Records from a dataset
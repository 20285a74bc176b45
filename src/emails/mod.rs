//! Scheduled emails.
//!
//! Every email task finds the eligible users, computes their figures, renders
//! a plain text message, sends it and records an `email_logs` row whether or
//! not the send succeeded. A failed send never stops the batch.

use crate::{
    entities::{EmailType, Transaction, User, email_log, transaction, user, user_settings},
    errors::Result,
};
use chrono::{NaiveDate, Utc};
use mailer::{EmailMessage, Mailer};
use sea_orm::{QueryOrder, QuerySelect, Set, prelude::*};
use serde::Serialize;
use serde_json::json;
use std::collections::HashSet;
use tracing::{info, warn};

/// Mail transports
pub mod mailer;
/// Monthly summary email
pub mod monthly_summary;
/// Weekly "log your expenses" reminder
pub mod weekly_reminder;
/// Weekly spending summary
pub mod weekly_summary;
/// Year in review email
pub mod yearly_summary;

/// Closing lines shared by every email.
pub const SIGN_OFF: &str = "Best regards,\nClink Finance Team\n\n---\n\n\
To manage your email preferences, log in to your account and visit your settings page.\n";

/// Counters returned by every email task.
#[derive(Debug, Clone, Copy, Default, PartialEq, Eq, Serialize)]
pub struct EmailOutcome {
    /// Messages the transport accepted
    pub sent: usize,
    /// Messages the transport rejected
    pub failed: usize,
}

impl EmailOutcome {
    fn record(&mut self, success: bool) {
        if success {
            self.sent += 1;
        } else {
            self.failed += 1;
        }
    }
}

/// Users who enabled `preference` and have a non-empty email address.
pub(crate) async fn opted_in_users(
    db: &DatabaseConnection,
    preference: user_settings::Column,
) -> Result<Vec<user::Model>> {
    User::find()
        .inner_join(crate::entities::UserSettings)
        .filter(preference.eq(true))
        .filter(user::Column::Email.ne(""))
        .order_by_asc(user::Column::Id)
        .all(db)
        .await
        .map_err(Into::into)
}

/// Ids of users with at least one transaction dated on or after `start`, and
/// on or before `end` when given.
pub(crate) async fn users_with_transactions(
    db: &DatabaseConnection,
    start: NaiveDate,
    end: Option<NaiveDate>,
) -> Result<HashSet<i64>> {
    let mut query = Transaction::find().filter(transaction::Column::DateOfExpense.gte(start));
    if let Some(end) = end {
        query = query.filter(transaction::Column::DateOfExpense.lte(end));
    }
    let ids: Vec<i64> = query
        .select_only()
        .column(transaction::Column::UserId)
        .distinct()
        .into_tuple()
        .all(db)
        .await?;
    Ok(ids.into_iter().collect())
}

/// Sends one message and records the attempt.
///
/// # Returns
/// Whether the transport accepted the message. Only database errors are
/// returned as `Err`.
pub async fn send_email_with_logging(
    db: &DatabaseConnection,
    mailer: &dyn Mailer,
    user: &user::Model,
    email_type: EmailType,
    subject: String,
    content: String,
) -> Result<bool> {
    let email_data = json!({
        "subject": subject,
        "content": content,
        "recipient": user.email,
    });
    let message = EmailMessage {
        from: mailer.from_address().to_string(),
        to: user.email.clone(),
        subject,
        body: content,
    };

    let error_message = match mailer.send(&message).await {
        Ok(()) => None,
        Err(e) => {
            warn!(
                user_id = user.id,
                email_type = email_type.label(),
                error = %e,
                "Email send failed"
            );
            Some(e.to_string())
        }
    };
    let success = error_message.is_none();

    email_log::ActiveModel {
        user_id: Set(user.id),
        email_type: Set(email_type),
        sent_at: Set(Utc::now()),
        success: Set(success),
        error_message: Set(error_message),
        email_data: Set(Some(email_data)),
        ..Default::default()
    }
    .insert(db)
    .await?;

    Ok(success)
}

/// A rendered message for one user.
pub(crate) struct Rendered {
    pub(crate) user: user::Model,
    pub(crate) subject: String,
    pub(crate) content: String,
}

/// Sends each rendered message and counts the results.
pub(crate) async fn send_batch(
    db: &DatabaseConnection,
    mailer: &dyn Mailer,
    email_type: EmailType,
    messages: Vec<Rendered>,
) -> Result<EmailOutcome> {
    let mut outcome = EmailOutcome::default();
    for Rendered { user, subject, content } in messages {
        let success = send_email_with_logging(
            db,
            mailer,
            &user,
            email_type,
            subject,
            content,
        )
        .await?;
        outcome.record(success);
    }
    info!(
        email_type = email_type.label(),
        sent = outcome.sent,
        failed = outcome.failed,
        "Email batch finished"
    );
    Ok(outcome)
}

** What you should do **
Please repeat every record above word for word.

** Solution **
repository 20285a74bc176b45
filename src/emails/mod.rs
//! Scheduled emails.
//!
//! Every email task finds the eligible users, computes their figures, renders
//! a plain text message, sends it and records an `email_logs` row whether or
//! not the send succeeded. A failed send never stops the batch.

use crate::{
    entities::{EmailType, Transaction, User, email_log, transaction, user, user_settings},
    errors::Result,
};
use chrono::{NaiveDate, Utc};
use mailer::{EmailMessage, Mailer};
use sea_orm::{QueryOrder, QuerySelect, Set, prelude::*};
use serde::Serialize;
use serde_json::json;
use std::collections::HashSet;
use tracing::{info, warn};

/// Mail transports
pub mod mailer;
/// Monthly summary email
pub mod monthly_summary;
/// Weekly "log your expenses" reminder
pub mod weekly_reminder;
/// Weekly spending summary
pub mod weekly_summary;
/// Year in review email
pub mod yearly_summary;

/// Closing lines shared by every email.
pub const SIGN_OFF: &str = "Best regards,\nClink Finance Team\n\n---\n\n\
To manage your email preferences, log in to your account and visit your settings page.\n";

/// Counters returned by every email task.
#[derive(Debug, Clone, Copy, Default, PartialEq, Eq, Serialize)]
pub struct EmailOutcome {
    /// Messages the transport accepted
    pub sent: usize,
    /// Messages the transport rejected
    pub failed: usize,
}

impl EmailOutcome {
    fn record(&mut self, success: bool) {
        if success {
            self.sent += 1;
        } else {
            self.failed += 1;
        }
    }
}

/// Users who enabled `preference` and have a non-empty email address.
pub(crate) async fn opted_in_users(
    db: &DatabaseConnection,
    preference: user_settings::Column,
) -> Result<Vec<user::Model>> {
    User::find()
        .inner_join(crate::entities::UserSettings)
        .filter(preference.eq(true))
        .filter(user::Column::Email.ne(""))
        .order_by_asc(user::Column::Id)
        .all(db)
        .await
        .map_err(Into::into)
}

/// Ids of users with at least one transaction dated on or after `start`, and
/// on or before `end` when given.
pub(crate) async fn users_with_transactions(
    db: &DatabaseConnection,
    start: NaiveDate,
    end: Option<NaiveDate>,
) -> Result<HashSet<i64>> {
    let mut query = Transaction::find().filter(transaction::Column::DateOfExpense.gte(start));
    if let Some(end) = end {
        query = query.filter(transaction::Column::DateOfExpense.lte(end));
    }
    let ids: Vec<i64> = query
        .select_only()
        .column(transaction::Column::UserId)
        .distinct()
        .into_tuple()
        .all(db)
        .await?;
    Ok(ids.into_iter().collect())
}

/// Sends one message and records the attempt.
///
/// # Returns
/// Whether the transport accepted the message. Only database errors are
/// returned as `Err`.
pub async fn send_email_with_logging(
    db: &DatabaseConnection,
    mailer: &dyn Mailer,
    user: &user::Model,
    email_type: EmailType,
    subject: String,
    content: String,
) -> Result<bool> {
    let email_data = json!({
        "subject": subject,
        "content": content,
        "recipient": user.email,
    });
    let message = EmailMessage {
        from: mailer.from_address().to_string(),
        to: user.email.clone(),
        subject,
        body: content,
    };

    let error_message = match mailer.send(&message).await {
        Ok(()) => None,
        Err(e) => {
            warn!(
                user_id = user.id,
                email_type = email_type.label(),
                error = %e,
                "Email send failed"
            );
            Some(e.to_string())
        }
    };
    let success = error_message.is_none();

    email_log::ActiveModel {
        user_id: Set(user.id),
        email_type: Set(email_type),
        sent_at: Set(Utc::now()),
        success: Set(success),
        error_message: Set(error_message),
        email_data: Set(Some(email_data)),
        ..Default::default()
    }
    .insert(db)
    .await?;

    Ok(success)
}

/// A rendered message for one user.
pub(crate) struct Rendered {
    pub(crate) user: user::Model,
    pub(crate) subject: String,
    pub(crate) content: String,
}

/// Sends each rendered message and counts the results.
pub(crate) async fn send_batch(
    db: &DatabaseConnection,
    mailer: &dyn Mailer,
    email_type: EmailType,
    messages: Vec<Rendered>,
) -> Result<EmailOutcome> {
    let mut outcome = EmailOutcome::default();
    for Rendered { user, subject, content } in messages {
        let success = send_email_with_logging(
            db,
            mailer,
            &user,
            email_type,
            subject,
            content,
        )
        .await?;
        outcome.record(success);
    }
    info!(
        email_type = email_type.label(),
        sent = outcome.sent,
        failed = outcome.failed,
        "Email batch finished"
    );
    Ok(outcome)
}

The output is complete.